RECORDS FOR THIS EXERCISE Start Marker
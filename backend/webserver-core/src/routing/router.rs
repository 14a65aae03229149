//! Plain HTTP request routing.

use crate::http::{Request, Response};
use crate::routing::chain::{HandlerChain, HandlerId, first_match};

use std::sync::{Arc, PoisonError, RwLock};

use log::debug;

/// Browsers probe this path on their own; it never reaches the handlers.
pub const FAVICON_PATH: &str = "/favicon.ico";

/// Capability: "can answer a request".
///
/// Returning `None` means "no opinion" and lets the next handler try.
pub trait RequestHandler: Send + Sync {
    fn handle(&self, request: &Request) -> Option<Response>;
}

impl<F> RequestHandler for F
where
    F: Fn(&Request) -> Option<Response> + Send + Sync,
{
    fn handle(&self, request: &Request) -> Option<Response> {
        self(request)
    }
}

/// How a request was answered.
#[derive(Debug, Clone, Copy, PartialEq, Eq)]
pub enum RouteOutcome {
    /// Answered by the handler at this position in the chain.
    Handled { index: usize },
    /// Favicon probe short-circuited before the chain.
    Favicon,
    /// Every handler declined.
    NotFound,
}

/// Ordered chain of [`RequestHandler`]s with a fixed not-found fallback.
pub struct RequestRouter {
    handlers: RwLock<HandlerChain<dyn RequestHandler>>,
}

impl RequestRouter {
    pub fn new() -> Self {
        Self {
            handlers: RwLock::new(HandlerChain::new()),
        }
    }

    pub fn add(&self, handler: Arc<dyn RequestHandler>) -> HandlerId {
        self.handlers
            .write()
            .unwrap_or_else(PoisonError::into_inner)
            .push(handler)
    }

    pub fn add_fn<F>(&self, handler: F) -> HandlerId
    where
        F: Fn(&Request) -> Option<Response> + Send + Sync + 'static,
    {
        self.add(Arc::new(handler))
    }

    pub fn remove(&self, id: HandlerId) -> bool {
        self.handlers
            .write()
            .unwrap_or_else(PoisonError::into_inner)
            .remove(id)
    }

    pub fn len(&self) -> usize {
        self.handlers
            .read()
            .unwrap_or_else(PoisonError::into_inner)
            .len()
    }

    pub fn is_empty(&self) -> bool {
        self.len() == 0
    }

    /// Answer `request` with the first handler response, else not-found.
    pub fn route(&self, request: &Request) -> (Response, RouteOutcome) {
        if request.path == FAVICON_PATH {
            return (Response::favicon_not_found(), RouteOutcome::Favicon);
        }

        let handlers = self
            .handlers
            .read()
            .unwrap_or_else(PoisonError::into_inner)
            .snapshot();

        match first_match(&handlers, |_, handler| handler.handle(request)) {
            Some((index, response)) => {
                debug!(
                    "{} {} answered by handler {} with {}",
                    request.method, request.path, index, response.status
                );
                (response, RouteOutcome::Handled { index })
            }
            None => {
                debug!("{} {} matched no handler", request.method, request.path);
                (Response::not_found(), RouteOutcome::NotFound)
            }
        }
    }
}

impl Default for RequestRouter {
    fn default() -> Self {
        Self::new()
    }
}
RECORDS FOR THIS EXERCISE End Marker
*EXERCISE DIRECTIONS:* Please copy every line in the entries where "RequestHandler" appears.

*RESULT OF THE EXERCISE:*
pub trait RequestHandler: Send + Sync {
impl<F> RequestHandler for F
/// Ordered chain of [`RequestHandler`]s with a fixed not-found fallback.
    handlers: RwLock<HandlerChain<dyn RequestHandler>>,
    pub fn add(&self, handler: Arc<dyn RequestHandler>) -> HandlerId {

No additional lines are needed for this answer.